=== Material provided ===

//! Lowering integration tests: parse real programs and check the MIR that
//! comes out -- apply nodes and their fields, the intrinsic rename, filter
//! drop behavior, reductions, and context registration.

use ripple_codegen::mir::context::BackendConfig;
use ripple_codegen::mir::{
    ApplyKind, CasOp, Direction, MirExpr, MirType, ReduceOp, ScalarKind, Stmt, StmtKind,
};
use ripple_codegen::{lower, MirContext};

const PRELUDE: &str = "element Vertex end\n\
    element Edge end\n\
    const edges : edgeset{Edge}(Vertex, Vertex) = load (\"graph.el\");\n\
    const parent : vector{Vertex}(int) = -1;\n\
    func updateEdge(src : Vertex, dst : Vertex)\n\
        parent[dst] min= parent[src];\n\
    end\n\
    func src_filter(v : Vertex) -> (r : bool) r = true; end\n";

fn lower_main(stmts: &str) -> (MirContext, Vec<Stmt>) {
    let source = format!("{PRELUDE}func main() {stmts} end\n");
    let parse = ripple_parser::parse(&source);
    assert!(parse.ok(), "parse errors: {:?}", parse.errors());
    let (ctx, diags) = lower(&parse, BackendConfig::default());
    assert!(diags.is_empty(), "lowering diagnostics: {diags:?}");
    let body = ctx
        .function("main")
        .expect("main lowered")
        .body
        .clone()
        .expect("main has a body");
    (ctx, body)
}

fn expr_of(stmt: &Stmt) -> &MirExpr {
    match &stmt.kind {
        StmtKind::Expr(e) => e,
        StmtKind::VarDecl { init: Some(e), .. } => e,
        StmtKind::Assign { value, .. } => value,
        other => panic!("statement has no main expression: {other:?}"),
    }
}

// ── Context registration ───────────────────────────────────────────────

#[test]
fn program_elements_land_in_the_context() {
    let (ctx, _) = lower_main(";");
    assert_eq!(ctx.element_types.len(), 2);
    assert_eq!(ctx.element_types[0].name, "Vertex");

    let edges = ctx.global("edges").expect("edges registered");
    assert!(matches!(
        &edges.ty,
        MirType::EdgeSet { src, dst, .. } if src == "Vertex" && dst == "Vertex"
    ));
    assert!(matches!(
        edges.init,
        Some(MirExpr::Call { ref name, .. }) if name == "loadEdgeSet"
    ));

    assert!(ctx.is_property_array("parent"));
    assert_eq!(
        ctx.property_scalar("parent"),
        Some(&MirType::Scalar(ScalarKind::Int))
    );

    assert!(ctx.function("updateEdge").is_some());
    assert!(ctx.function("main").is_some());
}

#[test]
fn extern_function_has_no_body() {
    let parse = ripple_parser::parse("extern func ext(a : int) -> (r : int);");
    assert!(parse.ok());
    let (ctx, diags) = lower(&parse, BackendConfig::default());
    assert!(diags.is_empty());
    let func = ctx.function("ext").unwrap();
    assert!(func.body.is_none());
    assert_eq!(func.params.len(), 1);
    assert_eq!(func.results.len(), 1);
}

// ── Apply lowering ─────────────────────────────────────────────────────

#[test]
fn regular_apply_lowers_to_one_edge_set_apply() {
    let (_, body) = lower_main("edges.from(src_filter).apply(updateEdge);");
    let apply = match expr_of(&body[0]) {
        MirExpr::EdgeSetApply(a) => a,
        other => panic!("expected an edgeset apply, got {other:?}"),
    };
    assert_eq!(apply.kind, ApplyKind::Regular);
    assert_eq!(apply.input_function, "updateEdge");
    assert_eq!(apply.from_func.as_deref(), Some("src_filter"));
    assert_eq!(apply.to_func, None);
    assert_eq!(apply.change_tracking_field, None);
    assert_eq!(apply.direction, Direction::Unresolved);
    assert!(matches!(&*apply.target, MirExpr::Var(v) if v == "edges"));
}

#[test]
fn apply_modified_carries_tracking_field_and_hint() {
    let (_, body) = lower_main("edges.applyModified(updateEdge, parent, true);");
    // `true` disables deduplication, so no dedup wrapper.
    let apply = match expr_of(&body[0]) {
        MirExpr::EdgeSetApply(a) => a,
        other => panic!("expected a bare edgeset apply, got {other:?}"),
    };
    assert_eq!(apply.change_tracking_field.as_deref(), Some("parent"));
    assert!(apply.disable_deduplication);
}

#[test]
fn apply_modified_default_gets_dedup_wrapper() {
    let (_, body) = lower_main("edges.applyModified(updateEdge, parent);");
    match expr_of(&body[0]) {
        MirExpr::VertexSetDedup { target } => match &**target {
            MirExpr::EdgeSetApply(apply) => {
                assert!(!apply.disable_deduplication);
                assert_eq!(apply.change_tracking_field.as_deref(), Some("parent"));
            }
            other => panic!("expected the apply inside the dedup, got {other:?}"),
        },
        other => panic!("expected a dedup wrapper, got {other:?}"),
    }
}

#[test]
fn dangling_from_filter_is_silently_dropped() {
    let (_, body) = lower_main("edges.from(src_filter);");
    // The filter vanishes; the receiver flows through unchanged.
    assert!(matches!(expr_of(&body[0]), MirExpr::Var(v) if v == "edges"));
}

#[test]
fn where_lowers_to_vertex_set_apply() {
    let (_, body) = lower_main("var active = edges.where(src_filter);");
    match expr_of(&body[0]) {
        MirExpr::VertexSetApply { input_function, .. } => {
            assert_eq!(input_function, "src_filter");
        }
        other => panic!("expected a vertexset apply, got {other:?}"),
    }
}

// ── Intrinsics and calls ───────────────────────────────────────────────

#[test]
fn intrinsic_method_renamed_with_receiver_prepended() {
    let (_, body) = lower_main("var d = edges.getOutDegree(3);");
    match expr_of(&body[0]) {
        MirExpr::Call { name, args } => {
            assert_eq!(name, "builtin_getOutDegree");
            assert_eq!(args.len(), 2);
            assert!(matches!(&args[0], MirExpr::Var(v) if v == "edges"));
        }
        other => panic!("expected a call, got {other:?}"),
    }
}

#[test]
fn printed_source_relowers_without_double_prefix() {
    let source =
        format!("{PRELUDE}func main() var d = edges.getOutDegree(3); end\n");
    let first = ripple_parser::parse(&source);
    let printed = first.syntax().text().to_string();
    let reparse = ripple_parser::parse(&printed);
    let (ctx, diags) = lower(&reparse, BackendConfig::default());
    assert!(diags.is_empty());
    let body = ctx.function("main").unwrap().body.clone().unwrap();
    match expr_of(&body[0]) {
        MirExpr::Call { name, .. } => assert_eq!(name, "builtin_getOutDegree"),
        other => panic!("expected a call, got {other:?}"),
    }
}

#[test]
fn user_method_is_not_renamed() {
    let (_, body) = lower_main("var d = edges.customMethod();");
    match expr_of(&body[0]) {
        MirExpr::Call { name, .. } => assert_eq!(name, "customMethod"),
        other => panic!("expected a call, got {other:?}"),
    }
}

#[test]
fn delete_lowers_to_delete_object_call() {
    let (_, body) = lower_main("delete edges;");
    match expr_of(&body[0]) {
        MirExpr::Call { name, args } => {
            assert_eq!(name, "deleteObject");
            assert_eq!(args.len(), 1);
        }
        other => panic!("expected a call, got {other:?}"),
    }
}

// ── Field reads and reductions ─────────────────────────────────────────

#[test]
fn field_read_becomes_tensor_read() {
    let (_, body) = lower_main("var p = edges.out_degrees;");
    match expr_of(&body[0]) {
        MirExpr::TensorRead { target, indices } => {
            assert!(matches!(&**target, MirExpr::Var(v) if v == "out_degrees"));
            assert_eq!(indices.len(), 1);
        }
        other => panic!("expected a tensor read, got {other:?}"),
    }
}

#[test]
fn reduce_operators_lower_to_reduce_and_cas() {
    let (_, body) = lower_main(
        "var x = 0; x += 1; x min= 2; x max= 3; x asyncMin= 4; x asyncMax= 5;",
    );
    assert!(matches!(
        body[1].kind,
        StmtKind::Reduce { op: ReduceOp::Sum, .. }
    ));
    assert!(matches!(
        body[2].kind,
        StmtKind::Reduce { op: ReduceOp::Min, .. }
    ));
    assert!(matches!(
        body[3].kind,
        StmtKind::Reduce { op: ReduceOp::Max, .. }
    ));
    assert!(matches!(
        body[4].kind,
        StmtKind::CompareAndSwap { op: CasOp::Min, .. }
    ));
    assert!(matches!(
        body[5].kind,
        StmtKind::CompareAndSwap { op: CasOp::Max, .. }
    ));
}

#[test]
fn unknown_reduce_target_is_diagnosed_and_lowering_continues() {
    let source = format!("{PRELUDE}func main() mystery += 1; print 1; end\n");
    let parse = ripple_parser::parse(&source);
    assert!(parse.ok(), "parse errors: {:?}", parse.errors());
    let (ctx, diags) = lower(&parse, BackendConfig::default());
    assert_eq!(diags.len(), 1);
    assert!(diags[0].message.contains("mystery"));
    // The walk continued past the problem.
    let body = ctx.function("main").unwrap().body.clone().unwrap();
    assert_eq!(body.len(), 2);
}

// ── Labels ─────────────────────────────────────────────────────────────

#[test]
fn statement_labels_flow_into_mir() {
    let (_, body) = lower_main(
        "var finished = 0; #outer# while finished == 0 finished = 1; end",
    );
    assert_eq!(body[1].label.as_deref(), Some("outer"));
    // Statements inside a labeled region inherit the innermost label, so
    // backend config can address them.
    match &body[1].kind {
        StmtKind::While { body: inner, .. } => {
            assert_eq!(inner[0].label.as_deref(), Some("outer"));
        }
        other => panic!("expected a while, got {other:?}"),
    }
}

// ── Scenario 1 shape at the MIR level ──────────────────────────────────

#[test]
fn vertexset_alloc_global() {
    let source = "element vertex end\n\
                  const V : vertexset{vertex} = new vertexset{vertex}(5);";
    let parse = ripple_parser::parse(source);
    assert!(parse.ok());
    let (ctx, diags) = lower(&parse, BackendConfig::default());
    assert!(diags.is_empty());
    let global = ctx.global("V").unwrap();
    assert!(matches!(
        &global.ty,
        MirType::VertexSet { element } if element == "vertex"
    ));
    match &global.init {
        Some(MirExpr::VertexSetAlloc {
            element,
            num_elements: Some(n),
        }) => {
            assert_eq!(element, "vertex");
            assert!(matches!(&**n, MirExpr::IntLit(5)));
        }
        other => panic!("expected a vertexset allocation, got {other:?}"),
    }
}

#[test]
fn n_ary_compare_keeps_invariant() {
    let (_, body) = lower_main("var a = 1; var b = 2; var c = 3; var x = a < b <= c;");
    match expr_of(&body[3]) {
        MirExpr::Compare { operands, ops } => {
            assert_eq!(operands.len(), ops.len() + 1);
            assert_eq!(operands.len(), 3);
        }
        other => panic!("expected a comparison chain, got {other:?}"),
    }
}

===

### Work to complete
Whenever a line in the entries above includes the word "init", pull that line out.

### Task result
        StmtKind::VarDecl { init: Some(e), .. } => e,
        edges.init,
    match &global.init {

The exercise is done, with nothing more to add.